What is needed: Below are the records; give again exactly the line with "let a = Point::new(1, 2);", the line with "assert_eq!(r.iter().count(), 6);", and each line that lies between them, and nothing besides.
(Data in this exercise Opens)
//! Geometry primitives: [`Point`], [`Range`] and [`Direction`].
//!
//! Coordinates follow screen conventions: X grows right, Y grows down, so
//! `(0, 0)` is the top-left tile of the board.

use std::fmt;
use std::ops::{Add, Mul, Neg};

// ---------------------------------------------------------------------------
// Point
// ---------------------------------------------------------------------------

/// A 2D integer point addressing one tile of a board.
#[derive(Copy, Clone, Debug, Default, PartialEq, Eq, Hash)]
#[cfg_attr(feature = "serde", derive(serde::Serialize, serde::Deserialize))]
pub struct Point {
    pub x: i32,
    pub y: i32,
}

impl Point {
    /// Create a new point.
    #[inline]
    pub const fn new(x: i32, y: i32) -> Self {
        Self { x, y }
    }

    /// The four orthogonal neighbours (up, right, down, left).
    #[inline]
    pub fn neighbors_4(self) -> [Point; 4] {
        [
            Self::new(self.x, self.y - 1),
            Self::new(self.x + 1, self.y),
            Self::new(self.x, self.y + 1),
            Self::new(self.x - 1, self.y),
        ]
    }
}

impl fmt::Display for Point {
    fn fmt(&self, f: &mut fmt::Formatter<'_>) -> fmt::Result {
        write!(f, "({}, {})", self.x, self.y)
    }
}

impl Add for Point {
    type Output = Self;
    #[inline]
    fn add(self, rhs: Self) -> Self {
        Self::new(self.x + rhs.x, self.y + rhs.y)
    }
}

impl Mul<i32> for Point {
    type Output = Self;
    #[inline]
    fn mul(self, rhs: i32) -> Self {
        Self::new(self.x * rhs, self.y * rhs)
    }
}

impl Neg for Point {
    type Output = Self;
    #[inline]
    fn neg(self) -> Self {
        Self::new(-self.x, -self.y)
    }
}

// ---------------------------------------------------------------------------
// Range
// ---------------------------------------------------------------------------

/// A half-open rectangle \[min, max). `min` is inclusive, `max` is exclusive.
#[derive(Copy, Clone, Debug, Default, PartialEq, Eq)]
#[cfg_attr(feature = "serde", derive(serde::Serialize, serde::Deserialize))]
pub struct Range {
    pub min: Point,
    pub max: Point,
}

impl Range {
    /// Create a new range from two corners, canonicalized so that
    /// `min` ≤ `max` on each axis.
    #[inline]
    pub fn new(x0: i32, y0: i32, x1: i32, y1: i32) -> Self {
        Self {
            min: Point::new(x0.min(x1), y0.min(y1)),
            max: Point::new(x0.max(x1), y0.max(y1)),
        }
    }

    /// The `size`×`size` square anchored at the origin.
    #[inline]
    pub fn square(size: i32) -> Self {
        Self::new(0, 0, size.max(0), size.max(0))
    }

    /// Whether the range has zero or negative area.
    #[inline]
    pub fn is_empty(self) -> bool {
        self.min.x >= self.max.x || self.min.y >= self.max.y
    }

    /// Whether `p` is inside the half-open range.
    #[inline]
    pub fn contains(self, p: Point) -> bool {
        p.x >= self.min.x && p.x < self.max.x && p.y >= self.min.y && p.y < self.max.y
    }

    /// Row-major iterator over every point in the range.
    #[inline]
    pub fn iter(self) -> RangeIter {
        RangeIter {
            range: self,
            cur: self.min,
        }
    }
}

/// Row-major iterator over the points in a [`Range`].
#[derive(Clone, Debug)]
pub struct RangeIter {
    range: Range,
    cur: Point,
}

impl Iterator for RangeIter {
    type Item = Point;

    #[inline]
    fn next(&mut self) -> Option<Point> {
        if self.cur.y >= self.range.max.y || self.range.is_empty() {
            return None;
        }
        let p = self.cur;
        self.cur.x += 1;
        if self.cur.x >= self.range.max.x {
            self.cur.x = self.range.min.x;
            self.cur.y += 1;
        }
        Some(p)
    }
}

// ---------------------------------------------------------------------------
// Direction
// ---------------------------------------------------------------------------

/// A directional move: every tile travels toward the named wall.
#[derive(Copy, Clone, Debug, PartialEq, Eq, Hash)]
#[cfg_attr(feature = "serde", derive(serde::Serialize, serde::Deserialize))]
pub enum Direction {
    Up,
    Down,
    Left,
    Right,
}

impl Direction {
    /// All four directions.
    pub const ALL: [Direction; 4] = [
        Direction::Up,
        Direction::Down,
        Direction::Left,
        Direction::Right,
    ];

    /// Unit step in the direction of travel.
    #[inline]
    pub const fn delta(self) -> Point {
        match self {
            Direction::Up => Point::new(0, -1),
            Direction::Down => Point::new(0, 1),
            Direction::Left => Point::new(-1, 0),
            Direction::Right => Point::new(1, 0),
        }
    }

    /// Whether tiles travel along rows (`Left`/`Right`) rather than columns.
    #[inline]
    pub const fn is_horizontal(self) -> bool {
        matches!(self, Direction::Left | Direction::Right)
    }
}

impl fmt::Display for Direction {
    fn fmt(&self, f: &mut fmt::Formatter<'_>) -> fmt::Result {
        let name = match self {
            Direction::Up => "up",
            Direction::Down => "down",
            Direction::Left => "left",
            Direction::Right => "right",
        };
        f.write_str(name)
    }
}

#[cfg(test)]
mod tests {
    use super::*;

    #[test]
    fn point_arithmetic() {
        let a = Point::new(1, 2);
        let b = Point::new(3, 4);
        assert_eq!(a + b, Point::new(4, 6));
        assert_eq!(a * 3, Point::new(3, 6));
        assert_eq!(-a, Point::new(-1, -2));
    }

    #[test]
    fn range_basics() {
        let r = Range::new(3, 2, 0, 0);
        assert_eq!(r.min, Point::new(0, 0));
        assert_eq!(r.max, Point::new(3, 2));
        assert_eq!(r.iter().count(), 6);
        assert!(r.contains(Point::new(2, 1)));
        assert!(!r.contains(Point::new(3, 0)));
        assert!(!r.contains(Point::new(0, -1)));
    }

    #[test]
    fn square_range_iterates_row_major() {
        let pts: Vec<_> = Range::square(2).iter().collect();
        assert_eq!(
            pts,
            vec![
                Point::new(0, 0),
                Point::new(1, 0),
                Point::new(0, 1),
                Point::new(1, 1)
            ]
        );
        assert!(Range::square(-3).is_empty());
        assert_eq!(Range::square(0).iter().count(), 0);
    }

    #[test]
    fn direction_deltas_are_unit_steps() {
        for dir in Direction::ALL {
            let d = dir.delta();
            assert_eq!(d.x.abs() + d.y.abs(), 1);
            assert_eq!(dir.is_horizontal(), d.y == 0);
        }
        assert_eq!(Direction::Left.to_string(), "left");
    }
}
(Data in this exercise Closes)
(Data in this exercise Opens)
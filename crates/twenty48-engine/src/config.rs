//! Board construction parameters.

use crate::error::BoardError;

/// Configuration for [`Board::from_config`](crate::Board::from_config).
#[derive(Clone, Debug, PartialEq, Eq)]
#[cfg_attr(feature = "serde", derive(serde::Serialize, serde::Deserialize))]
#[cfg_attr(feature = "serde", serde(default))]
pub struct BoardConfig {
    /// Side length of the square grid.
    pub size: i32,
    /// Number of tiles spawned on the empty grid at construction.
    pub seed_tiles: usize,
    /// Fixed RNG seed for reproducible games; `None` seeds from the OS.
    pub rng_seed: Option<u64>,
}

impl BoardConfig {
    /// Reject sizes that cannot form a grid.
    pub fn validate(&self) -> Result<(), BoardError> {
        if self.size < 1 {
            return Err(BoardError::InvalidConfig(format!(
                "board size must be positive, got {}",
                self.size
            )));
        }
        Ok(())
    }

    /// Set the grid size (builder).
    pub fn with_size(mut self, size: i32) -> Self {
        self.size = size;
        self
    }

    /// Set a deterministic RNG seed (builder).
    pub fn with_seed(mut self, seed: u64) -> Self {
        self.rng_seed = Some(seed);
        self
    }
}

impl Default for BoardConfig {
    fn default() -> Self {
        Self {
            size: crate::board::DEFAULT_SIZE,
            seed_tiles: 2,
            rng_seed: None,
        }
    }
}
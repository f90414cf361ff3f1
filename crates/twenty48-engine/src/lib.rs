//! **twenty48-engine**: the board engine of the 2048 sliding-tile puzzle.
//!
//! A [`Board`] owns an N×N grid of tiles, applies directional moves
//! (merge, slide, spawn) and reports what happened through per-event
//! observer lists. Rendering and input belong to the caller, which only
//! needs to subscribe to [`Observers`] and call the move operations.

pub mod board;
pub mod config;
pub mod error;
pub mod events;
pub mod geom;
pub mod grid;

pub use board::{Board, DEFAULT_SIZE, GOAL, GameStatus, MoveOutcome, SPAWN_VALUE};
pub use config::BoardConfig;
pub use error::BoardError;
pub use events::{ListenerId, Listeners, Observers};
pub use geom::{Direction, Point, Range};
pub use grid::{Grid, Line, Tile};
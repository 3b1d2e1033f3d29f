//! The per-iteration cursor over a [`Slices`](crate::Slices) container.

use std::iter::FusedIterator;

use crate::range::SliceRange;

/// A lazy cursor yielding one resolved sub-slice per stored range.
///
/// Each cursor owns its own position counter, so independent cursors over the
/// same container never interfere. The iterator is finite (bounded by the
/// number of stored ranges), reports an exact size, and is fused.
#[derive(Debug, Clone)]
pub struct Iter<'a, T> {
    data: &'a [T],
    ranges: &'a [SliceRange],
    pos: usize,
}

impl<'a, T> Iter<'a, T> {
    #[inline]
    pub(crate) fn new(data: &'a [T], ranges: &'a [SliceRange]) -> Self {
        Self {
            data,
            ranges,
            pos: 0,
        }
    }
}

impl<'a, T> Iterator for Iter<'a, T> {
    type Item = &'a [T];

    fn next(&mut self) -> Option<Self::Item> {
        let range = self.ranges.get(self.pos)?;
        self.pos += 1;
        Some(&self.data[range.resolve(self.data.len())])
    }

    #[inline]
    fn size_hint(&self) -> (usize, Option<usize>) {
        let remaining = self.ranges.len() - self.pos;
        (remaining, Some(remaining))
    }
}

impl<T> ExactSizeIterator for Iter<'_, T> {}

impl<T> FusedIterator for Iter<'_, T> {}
(Data in this exercise Closes)
Finished exercise:
        let a = Point::new(1, 2);
        let b = Point::new(3, 4);
        assert_eq!(a + b, Point::new(4, 6));
        assert_eq!(a * 3, Point::new(3, 6));
        assert_eq!(-a, Point::new(-1, -2));
    }

    #[test]
    fn range_basics() {
        let r = Range::new(3, 2, 0, 0);
        assert_eq!(r.min, Point::new(0, 0));
        assert_eq!(r.max, Point::new(3, 2));
        assert_eq!(r.iter().count(), 6);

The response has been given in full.